È legittimo l’accertamento che non si esprime sulle osservazioni del contribuente?
di Angelo GinexL’avviso di accertamento emesso a seguito di un Pvc è valido anche se non menziona le osservazioni formulate dal contribuente ai sensi dell’articolo 12, comma 7, L. 212/2000. È questo il principio di diritto (poco condivisibile) enunciato dalla Corte di Cassazione con sentenza n. 1778 del 23.01.2019.
La vicenda dalla quale prende le mosse il contenzioso deciso dalla Suprema Corte riguarda l’impugnazione di un avviso di accertamento emesso al fine di recuperare a tassazione la maggiore Iva, Ires e Irap relative all’anno d’imposta 2004.
Dopo l’esito negativo del giudizio di primo grado e di quello di seconde cure, l’Agenzia delle Entrate proponeva ricorso per cassazione. Il contribuente, invece, in considerazione del rigetto dell’appello incidentale proposto avverso la decisione della Ctp, decideva di effettuare un ricorso incidentale innanzi alla Corte di Cassazione.
Le questioni di diritto sollevate dalla società controricorrente riguardavano la presunta violazione, da parte dell’Agenzia delle Entrate, dell’articolo 12, comma 7, L. 212/2000.
Secondo la linea difensiva impostata dalla contribuente, infatti, i giudici della Ctr avevano errato sia nel ritenere infondata la censura relativa all’omessa valutazione delle osservazioni formulate dal contribuente in sede di processo verbale di constatazione, sia nel giudicare come ininfluente la permanenza dei verificatori presso la sede della società verificata oltre il termine di 30 giorni stabilito dalla norma, stante l’assenza di una proroga.

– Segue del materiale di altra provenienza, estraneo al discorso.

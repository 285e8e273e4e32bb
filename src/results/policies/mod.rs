pub mod role_visibility;

pub use role_visibility::{get_visible_cards, visible_cards_for};
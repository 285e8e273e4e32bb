/// Ports module defining interfaces for hexagonal architecture
///
/// The use cases only see these traits; adapters provide the backend
/// client, the terminal and the output destinations.
pub mod outbound;
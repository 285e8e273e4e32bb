use crate::presentation::status_rotation::StatusRotation;
use std::time::Duration;

/// ProgressReporter port for user-facing progress on stderr
///
/// Keeps spinners and status lines away from stdout, which carries the
/// rendered dashboard.
pub trait ProgressReporter {
    /// Reports a one-off progress message
    fn report(&self, message: &str);

    /// Shows a spinner whose message advances through `rotation` every
    /// `interval` until [`ProgressReporter::stop_status`] is called
    fn start_status(&self, rotation: StatusRotation, interval: Duration);

    /// Stops and clears the rotating status, if any
    fn stop_status(&self);

    /// Reports an error or warning message
    fn report_error(&self, message: &str);

    /// Reports completion of an operation
    fn report_completion(&self, message: &str);
}

impl<T: ProgressReporter + ?Sized> ProgressReporter for std::sync::Arc<T> {
    fn report(&self, message: &str) {
        (**self).report(message)
    }

    fn start_status(&self, rotation: StatusRotation, interval: Duration) {
        (**self).start_status(rotation, interval)
    }

    fn stop_status(&self) {
        (**self).stop_status()
    }

    fn report_error(&self, message: &str) {
        (**self).report_error(message)
    }

    fn report_completion(&self, message: &str) {
        (**self).report_completion(message)
    }
}
//! Shared helpers for the integration and end-to-end tests
#![allow(dead_code)]

pub mod fixtures;
pub mod http_stub;
pub mod mocks;
use crate::adapters::outbound::filesystem::{DashboardFileWriter, StdoutPresenter};
use crate::ports::outbound::OutputPresenter;
use std::path::PathBuf;

/// Where the rendered dashboard goes
#[derive(Debug, Clone, PartialEq, Eq)]
pub enum PresenterType {
    Stdout,
    File(PathBuf),
}

impl PresenterType {
    pub fn from_output(output: Option<PathBuf>) -> Self {
        match output {
            Some(path) => PresenterType::File(path),
            None => PresenterType::Stdout,
        }
    }
}

/// Factory for creating output presenters
pub struct PresenterFactory;

impl PresenterFactory {
    /// # Examples
    /// ```
    /// use sentinel_assess::application::factories::{PresenterFactory, PresenterType};
    ///
    /// let presenter = PresenterFactory::create(PresenterType::Stdout);
    /// ```
    pub fn create(presenter_type: PresenterType) -> Box<dyn OutputPresenter> {
        match presenter_type {
            PresenterType::Stdout => Box::new(StdoutPresenter::new()),
            PresenterType::File(path) => Box::new(DashboardFileWriter::new(path)),
        }
    }
}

I giudici del Supremo Consesso hanno reputato prive di pregio giuridico le contestazioni summenzionate, ricostruendo in maniera specifica e dettagliata la fattispecie de qua.

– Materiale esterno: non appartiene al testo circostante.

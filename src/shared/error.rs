use std::fmt;
use std::path::PathBuf;
use thiserror::Error;

/// Exit codes for the CLI application.
///
/// These codes let scripts tell a finished session apart from one the user
/// left early or one that failed.
#[derive(Debug, Clone, Copy, PartialEq, Eq)]
#[repr(i32)]
pub enum ExitCode {
    /// Success - the requested location was fully rendered
    Success = 0,
    /// The wizard was left before the assessment was created
    Incomplete = 1,
    /// Invalid command-line arguments (clap parsing errors)
    InvalidArguments = 2,
    /// Application error (API error, network error, file I/O error, etc.)
    ApplicationError = 3,
}

impl ExitCode {
    /// Convert to i32 for use with std::process::exit
    pub fn as_i32(self) -> i32 {
        self as i32
    }
}

impl fmt::Display for ExitCode {
    fn fmt(&self, f: &mut fmt::Formatter<'_>) -> fmt::Result {
        match self {
            ExitCode::Success => write!(f, "Success (0)"),
            ExitCode::Incomplete => write!(f, "Incomplete (1)"),
            ExitCode::InvalidArguments => write!(f, "Invalid Arguments (2)"),
            ExitCode::ApplicationError => write!(f, "Application Error (3)"),
        }
    }
}

/// Application-specific errors for the assessment client.
///
/// The two backend failures carry the exact messages shown to the user;
/// transport details only go to the diagnostic log.
#[derive(Debug, Error)]
pub enum SentinelError {
    #[error("Failed to create assessment")]
    CreateAssessmentFailed,

    #[error("Failed to fetch assessment")]
    FetchAssessmentFailed,

    #[error("Invalid location: {location}\nReason: {reason}\n\n💡 Hint: Locations look like /name, /role?name=Acme or /assessments/<id>?role=security")]
    InvalidLocation { location: String, reason: String },

    #[error("Assessment answers are incomplete: {missing} has not been answered")]
    IncompleteAnswers { missing: String },

    #[error("Invalid assessment id: {id}\nReason: {reason}")]
    InvalidAssessmentId { id: String, reason: String },

    /// Validation error for configuration and CLI values
    #[error("Validation error: {message}")]
    Validation { message: String },

    #[error("Failed to write to file: {path}\nDetails: {details}\n\n💡 Hint: Please verify that the directory exists and you have write permissions")]
    FileWriteError { path: PathBuf, details: String },
}
//! Location-driven navigation.
//!
//! The wizard keeps no state outside the current location: answers are read
//! from and written back to its query string on every step.
pub mod location;
pub mod route;
pub mod wizard_controller;
pub mod wizard_step;

pub use location::Location;
pub use route::Route;
pub use wizard_controller::{wizard_location, WizardController, WizardState};
pub use wizard_step::WizardStep;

In primo luogo, essi hanno ricordato che la violazione del termine di permanenza dei verificatori presso la sede del contribuente, stabilito dal citato articolo 12, comma 5, non comporta la sopravvenuta carenza del potere di accertamento ispettivo.
In sostanza, anche se gli operatori dell’Amministrazione permangano oltre il tempo stabilito dalla norma senza munirsi di una proroga, non potrà sussistere l’invalidità degli atti compiuti e delle prove raccolte.

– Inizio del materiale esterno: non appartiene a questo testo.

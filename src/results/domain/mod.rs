pub mod assessment;
pub mod card;

pub use assessment::{
    Alternative, ApplicationInfo, ApplicationIntel, Architecture, Assessment,
    AssessmentMetadata, Certification, Compliance, CveItem, Framework, IncidentItem,
    SeverityCounts, Summary, TrustScore, Vendor,
};
pub use card::CardId;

Questa conclusione deriva sia dalla mancanza di un’esplicita sanzione in merito a questo tipo di violazione da parte del legislatore, sia dal fatto che una simile mancanza non comporta alcuna compressione dei diritti del contribuente.
In secondo luogo, la Corte ha negato esplicitamente la nullità dell’avviso di accertamento che non menzioni le osservazioni poste in essere dal contribuente ai sensi dell’articolo 12, comma 7, L. 212/2000.
Questo assunto parte dal presupposto, già accennato, che la nullità possa essere dichiarata solamente in due ipotesi: quando sia stabilita dalla legge oppure nell’eventualità in cui dalla violazione di una norma derivi una lesione dei diritti o delle garanzie del contribuente.
Nel caso di specie, secondo i giudici di legittimità nessuna delle due ipotesi si è verificata. Se è vero che l’Amministrazione ha l’obbligo di valutare le osservazioni del contribuente, è anche vero che essa non deve necessariamente esternare l’esito di detta valutazione nell’atto impositivo.
Detto in altri termini, la questione è riconducile ad una mera problematica espressiva: se l’Ufficio afferma di non aver analizzato e preso in considerazione i rilievi del contribuente, l’atto impositivo è nullo; se, invece, l’Agenzia nulla dice in merito alle osservazioni, l’atto risulta valido ed efficace.
A sommesso parere dello scrivente, la decisione in rassegna risulta inopportuna.
La Cassazione, infatti, sembra non aver soppesato correttamente il ruolo di garanzia assunto dall’articolo 12 L. 212/2000, il quale incentiva e sprona l’Amministrazione finanziaria a prendere in considerazione le giustificazioni e le difese approntate dal soggetto verificato, in ossequio al fondamentale principio del contraddittorio preventivo ed endo-procedimentale.